Questo progetto vuole guardare alla memoria contadina, spesso negata nella moderna cultura improntata all’industria, per
costruire un futuro possibile, per crescere sulle radici che dal passato attingono linfa e ci danno la vita che oggi farà fiorire le nuove
gemme e maturare i frutti, domani. Partendo da alcune raccolte di oggetti del lavoro e del pensiero contadino del nostro territorio,
costruiremo una rete di nodi che racconteranno, approfondendola, la storia degli uomini che con quei manufatti hanno plasmato il
nostro paesaggio, hanno coltivato il nostro cibo, hanno fondato la nostra cultura.

Guardando la nostra campagna si vede un filare d'uva, una casa, un fiume, pagliai, orti, pollai, olivi.Centinaia d'anni e
migliaia di braccia hanno costruito quel paesaggio, secondo una intelligenza collettiva e sociale, che ha tenuto conto dell'esigenza
umana e di quella del territorio, che quegli uomini doveva sfamare. La stessa storia è in un pezzo di pane toscano, ma non si vede: si
sente. Migliaia di cucine e cuori e selezioni di grano e lieviti l'hanno prodotto.

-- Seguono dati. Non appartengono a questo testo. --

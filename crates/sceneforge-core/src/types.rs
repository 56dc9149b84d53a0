//! Math types used across sceneforge
//!
//! This module provides the small value types the scene model is built
//! from. All of them are plain serde-derived data carriers.

use serde::{Deserialize, Serialize};

/// 2D vector (UV coordinates)
#[derive(Debug, Clone, Copy, PartialEq, Serialize, Deserialize)]
pub struct Vec2 {
    pub x: f32,
    pub y: f32,
}

impl Vec2 {
    pub const ZERO: Self = Self { x: 0.0, y: 0.0 };

    pub fn new(x: f32, y: f32) -> Self {
        Self { x, y }
    }
}

impl Default for Vec2 {
    fn default() -> Self {
        Self::ZERO
    }
}

/// 3D vector (position, normal, tangent)
#[derive(Debug, Clone, Copy, PartialEq, Serialize, Deserialize)]
pub struct Vec3 {
    pub x: f32,
    pub y: f32,
    pub z: f32,
}

impl Vec3 {
    pub const ZERO: Self = Self { x: 0.0, y: 0.0, z: 0.0 };
    pub const X: Self = Self { x: 1.0, y: 0.0, z: 0.0 };

    pub fn new(x: f32, y: f32, z: f32) -> Self {
        Self { x, y, z }
    }

    pub fn length(&self) -> f32 {
        (self.x * self.x + self.y * self.y + self.z * self.z).sqrt()
    }

    pub fn normalize(&self) -> Self {
        let len = self.length();
        if len > 0.0 {
            Self {
                x: self.x / len,
                y: self.y / len,
                z: self.z / len,
            }
        } else {
            Self::ZERO
        }
    }

    pub fn sub(&self, other: &Self) -> Self {
        Self {
            x: self.x - other.x,
            y: self.y - other.y,
            z: self.z - other.z,
        }
    }

    pub fn scale(&self, factor: f32) -> Self {
        Self {
            x: self.x * factor,
            y: self.y * factor,
            z: self.z * factor,
        }
    }
}

impl Default for Vec3 {
    fn default() -> Self {
        Self::ZERO
    }
}

/// RGB color with float channels, as reported by the host light object
#[derive(Debug, Clone, Copy, PartialEq, Serialize, Deserialize)]
pub struct ColorRgb {
    pub r: f32,
    pub g: f32,
    pub b: f32,
}

impl ColorRgb {
    pub const WHITE: Self = Self { r: 1.0, g: 1.0, b: 1.0 };

    pub fn new(r: f32, g: f32, b: f32) -> Self {
        Self { r, g, b }
    }
}

impl Default for ColorRgb {
    fn default() -> Self {
        Self::WHITE
    }
}

/// 4x4 transformation matrix, row-major, translation in row 3
#[derive(Debug, Clone, Copy, PartialEq, Serialize, Deserialize)]
pub struct Mat4x4 {
    pub m: [[f32; 4]; 4],
}

impl Mat4x4 {
    pub const IDENTITY: Self = Self {
        m: [
            [1.0, 0.0, 0.0, 0.0],
            [0.0, 1.0, 0.0, 0.0],
            [0.0, 0.0, 1.0, 0.0],
            [0.0, 0.0, 0.0, 1.0],
        ],
    };

    /// Create a matrix from four rows
    pub fn from_rows(rows: [[f32; 4]; 4]) -> Self {
        Self { m: rows }
    }

    /// Create a matrix from a flat row-major array
    pub fn from_flat(data: &[f32; 16]) -> Self {
        Self {
            m: [
                [data[0], data[1], data[2], data[3]],
                [data[4], data[5], data[6], data[7]],
                [data[8], data[9], data[10], data[11]],
                [data[12], data[13], data[14], data[15]],
            ],
        }
    }

    /// Get one row of the matrix
    pub fn row(&self, index: usize) -> [f32; 4] {
        self.m[index]
    }

    /// Get the translation component
    pub fn translation(&self) -> Vec3 {
        Vec3::new(self.m[3][0], self.m[3][1], self.m[3][2])
    }
}

impl Default for Mat4x4 {
    fn default() -> Self {
        Self::IDENTITY
    }
}

#[cfg(test)]
mod tests {
    use super::*;

    #[test]
    fn test_vec3_normalize() {
        let v = Vec3::new(3.0, 0.0, 4.0);
        let n = v.normalize();
        assert!((n.length() - 1.0).abs() < 1e-6);
        assert_eq!(Vec3::ZERO.normalize(), Vec3::ZERO);
    }

    #[test]
    fn test_vec3_sub_scale() {
        let a = Vec3::new(4.0, 6.0, 8.0);
        let b = Vec3::new(1.0, 2.0, 3.0);
        assert_eq!(a.sub(&b), Vec3::new(3.0, 4.0, 5.0));
        assert_eq!(b.scale(2.0), Vec3::new(2.0, 4.0, 6.0));
    }

    #[test]
    fn test_mat4_identity_translation() {
        assert_eq!(Mat4x4::IDENTITY.translation(), Vec3::ZERO);

        let m = Mat4x4::from_rows([
            [1.0, 0.0, 0.0, 0.0],
            [0.0, 1.0, 0.0, 0.0],
            [0.0, 0.0, 1.0, 0.0],
            [5.0, 6.0, 7.0, 1.0],
        ]);
        assert_eq!(m.translation(), Vec3::new(5.0, 6.0, 7.0));
    }

    #[test]
    fn test_mat4_from_flat() {
        let mut flat = [0.0f32; 16];
        for (i, v) in flat.iter_mut().enumerate() {
            *v = i as f32;
        }
        let m = Mat4x4::from_flat(&flat);
        assert_eq!(m.row(0), [0.0, 1.0, 2.0, 3.0]);
        assert_eq!(m.row(3), [12.0, 13.0, 14.0, 15.0]);
    }
}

Mangiando il nostro territorio imparariamo molte cose
su di esso, e ne diventiamo custodi.

Guardiamo il mondo come se aprissimo un album di foto, ma quello che vediamo, che viviamo, è la generosa eredità di chi ci
ha preceduto. In campagna, dove tutta la famiglia dai vecchi ai bambini contribuiva a lavorare la terra, a quaranta anni si abitava
ancora dove si era nati e si poteva dire «quella pietra che tiene la terra di quello scalino di quell'argine di quel fiume l'ho messa io
trenta anni fa» e c’era una coscienza silenziosa e chiara di cosa l’accumulo del lavoro, pietra su pietra, anno su anno, può generare. Si
condivide un terreno anche quando si succede a chi lavorava prima di noi.

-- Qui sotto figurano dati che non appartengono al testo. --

//! sceneforge CLI
//!
//! Command-line front end for the sceneforge export pipeline: reads a
//! scene-description JSON document and emits the `.scene`/`.node`/`.mat`/
//! `.mesh`/`.light` file set into an output directory.

use std::fs::File;
use std::io::BufReader;
use std::path::{Path, PathBuf};

use anyhow::{Context, Result};
use clap::{Args, Parser, Subcommand};
use tracing::info;
use tracing_subscriber::EnvFilter;

use sceneforge_core::Scene;
use sceneforge_export::{DuplicateNames, ExportOptions, SceneExporter};

/// sceneforge - scene-graph exporter for the sceneforge text asset formats
#[derive(Parser)]
#[command(name = "sceneforge")]
#[command(author, version, about, long_about = None)]
#[command(propagate_version = true)]
struct Cli {
    /// Enable verbose output (-v, -vv, -vvv)
    #[arg(short, long, action = clap::ArgAction::Count, global = true)]
    verbose: u8,

    #[command(subcommand)]
    command: Commands,
}

#[derive(Subcommand)]
enum Commands {
    /// Export a scene description into the text asset formats
    Export(ExportArgs),

    /// Show statistics about a scene description
    Info(InfoArgs),

    /// Validate a scene description without writing anything
    Validate(ValidateArgs),
}

#[derive(Args)]
struct ExportArgs {
    /// Path to the scene description JSON document
    input: PathBuf,

    /// Output directory for the emitted files
    #[arg(short, long)]
    output: PathBuf,

    /// Write compact JSON bodies instead of pretty-printed ones
    #[arg(long)]
    compact: bool,

    /// Policy for colliding sibling names (error, suffix)
    #[arg(long, default_value = "error")]
    on_duplicate: DuplicateNames,

    /// Do not derive tangents for UV-mapped meshes that lack them
    #[arg(long)]
    no_tangents: bool,
}

#[derive(Args)]
struct InfoArgs {
    /// Path to the scene description JSON document
    input: PathBuf,

    /// Output format for statistics (text, json)
    #[arg(long, default_value = "text")]
    format: OutputFormat,
}

#[derive(Args)]
struct ValidateArgs {
    /// Path to the scene description JSON document
    input: PathBuf,
}

#[derive(Clone, Copy, Debug, Default, PartialEq, Eq)]
enum OutputFormat {
    #[default]
    Text,
    Json,
}

impl std::str::FromStr for OutputFormat {
    type Err = String;

    fn from_str(s: &str) -> Result<Self, Self::Err> {
        match s.to_lowercase().as_str() {
            "text" => Ok(OutputFormat::Text),
            "json" => Ok(OutputFormat::Json),
            _ => Err(format!("Unknown format: {}", s)),
        }
    }
}

fn main() -> Result<()> {
    let cli = Cli::parse();
    init_tracing(cli.verbose);

    match cli.command {
        Commands::Export(args) => cmd_export(args),
        Commands::Info(args) => cmd_info(args),
        Commands::Validate(args) => cmd_validate(args),
    }
}

fn init_tracing(verbosity: u8) {
    let default_filter = match verbosity {
        0 => "warn,sceneforge=info",
        1 => "info,sceneforge=debug",
        2 => "debug",
        _ => "trace",
    };

    let filter = EnvFilter::try_from_default_env()
        .unwrap_or_else(|_| EnvFilter::new(default_filter));

    tracing_subscriber::fmt().with_env_filter(filter).init();
}

/// Load a scene description document from disk
fn load_scene(path: &Path) -> Result<Scene> {
    let file = File::open(path)
        .with_context(|| format!("Failed to open scene description {}", path.display()))?;
    let scene: Scene = serde_json::from_reader(BufReader::new(file))
        .with_context(|| format!("Failed to parse scene description {}", path.display()))?;
    Ok(scene)
}

fn cmd_export(args: ExportArgs) -> Result<()> {
    let scene = load_scene(&args.input)?;
    info!(scene = %scene.name, input = %args.input.display(), "loaded scene description");

    let options = ExportOptions {
        pretty: !args.compact,
        duplicate_names: args.on_duplicate,
        generate_tangents: !args.no_tangents,
    };

    let summary = SceneExporter::with_options(options)
        .export(&scene, &args.output)
        .with_context(|| format!("Export of scene {:?} failed", scene.name))?;

    println!(
        "Exported {} nodes ({} files) to {}",
        summary.nodes_exported,
        summary.files_written,
        args.output.display()
    );
    Ok(())
}

fn cmd_info(args: InfoArgs) -> Result<()> {
    let scene = load_scene(&args.input)?;
    let stats = scene.statistics();

    match args.format {
        OutputFormat::Text => {
            println!("Scene: {}", scene.name);
            println!("  Root nodes: {}", scene.roots.len());
            println!("  Total nodes: {}", stats.nodes);
            println!("  Meshes: {}", stats.meshes);
            println!("  Materials: {}", stats.materials);
            println!("  Lights: {}", stats.lights);
            println!("  Max depth: {}", stats.max_depth);
        }
        OutputFormat::Json => {
            println!("{}", serde_json::to_string_pretty(&stats)?);
        }
    }
    Ok(())
}

fn cmd_validate(args: ValidateArgs) -> Result<()> {
    let scene = load_scene(&args.input)?;
    scene
        .validate()
        .with_context(|| format!("Scene {:?} failed validation", scene.name))?;

    println!("Scene {:?} is valid ({} nodes)", scene.name, scene.node_count());
    Ok(())
}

I valori più profondi della civiltà contadina, che per lungo tempo hanno caratterizzato l’Italia e il nostro territorio in
particolare, costituiscono uno stimolo per il suo rilancio culturale in grado di integrare la coscienza ecologica e la conoscenza
scientifica con il rispetto per l’ambiente, il paesaggio e il lavoro.